Diageo’s Baileys is, for some, the entire cream liqueurs global sector so all eyes are on the company to see whether it will slap a nutritional label on its highly calorific cream product. It’s thought not, for now at least.
Elliott says: “The main ingredients in cream liqueurs – a spirit and dairy cream – are both high in calories. The alcohol in the spirit contains 7kcals per gram and the fat in the cream contains 9kcal/gram. These are the highest calorie macronutrients you can get. There is no doubt some sugar is thrown into the mix too. Often a cream liqueur is purchased in 5cl measures and this would contain in the region of 160kcals.”
For every health-conscious argument there is the indulgence aspect and the general consensus is that it comes down to moderation. For producers operating in this sphere this undoubtedly poses a problem.

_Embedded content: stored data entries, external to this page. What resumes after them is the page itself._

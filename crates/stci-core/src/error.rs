//! Error taxonomy for the collection and indexing pipelines.

use chrono::NaiveDate;
use thiserror::Error;

/// A source adapter could not obtain data.
///
/// The orchestrator distinguishes transport failures from missing local
/// configuration when deciding whether a fallback source is worth trying.
#[derive(Debug, Error)]
pub enum FetchError {
    #[error("{source_id}: network error: {message}")]
    Network { source_id: String, message: String },

    #[error("{source_id}: unexpected response: {message}")]
    Response { source_id: String, message: String },

    #[error("{source_id}: missing configuration file: {path}")]
    MissingConfig { source_id: String, path: String },

    #[error("{source_id}: failed to parse source data: {message}")]
    Parse { source_id: String, message: String },
}

impl FetchError {
    pub fn network(source_id: &str, err: impl std::fmt::Display) -> Self {
        FetchError::Network {
            source_id: source_id.to_string(),
            message: err.to_string(),
        }
    }

    pub fn parse(source_id: &str, err: impl std::fmt::Display) -> Self {
        FetchError::Parse {
            source_id: source_id.to_string(),
            message: err.to_string(),
        }
    }
}

/// Storage backend failures.
#[derive(Debug, Error)]
pub enum StorageError {
    #[error("io error at {path}: {source}")]
    Io {
        path: String,
        #[source]
        source: std::io::Error,
    },

    #[error("sqlite error: {0}")]
    Sqlite(#[from] rusqlite::Error),
}

/// Fatal pipeline failures. Non-fatal conditions (an invalid observation, a
/// basket below coverage) are counted or logged, never raised.
#[derive(Debug, Error)]
pub enum PipelineError {
    #[error(transparent)]
    Fetch(#[from] FetchError),

    #[error(transparent)]
    Storage(#[from] StorageError),

    /// After primary and fallback sources, zero usable observations remain.
    /// An empty day is a hard failure, never "zero is a valid answer".
    #[error("collection failed for {date}: no usable observations")]
    NoObservations { date: NaiveDate },

    #[error("no stored observations found for {date}")]
    MissingObservations { date: NaiveDate },

    #[error("failed to load methodology from {path}: {message}")]
    Methodology { path: String, message: String },

    #[error("failed to serialize {what}: {source}")]
    Serialize {
        what: &'static str,
        #[source]
        source: serde_json::Error,
    },
}

#[cfg(test)]
mod tests {
    use super::*;
    use std::error::Error;

    #[test]
    fn test_fetch_error_names_the_source() {
        let err = FetchError::network("openrouter", "connection refused");
        assert_eq!(err.to_string(), "openrouter: network error: connection refused");

        let err = FetchError::MissingConfig {
            source_id: "openai_direct".to_string(),
            path: "/data/fixtures/openai_pricing.toml".to_string(),
        };
        assert!(err.to_string().starts_with("openai_direct:"));
    }

    #[test]
    fn test_fetch_error_source_id_is_payload_not_cause() {
        // The source id is plain data; fetch errors carry no underlying cause.
        let err = FetchError::parse("fixture", "expected value at line 1");
        assert!(err.source().is_none());
    }
}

“As most cream liqueurs are dairy-based, sweet and, of course, contain alcohol, naturally some consumers can be wary,” says Adam Murphy, Kerrygold Irish Cream Liqueur marketing director. “However, like items such as chocolate and ice-cream, liqueurs are viewed as a treat or an indulgence. I believe we will see more consumers wanting to make the most of this occasion need by moving towards products that offer quality over quantity and give them real indulgence.”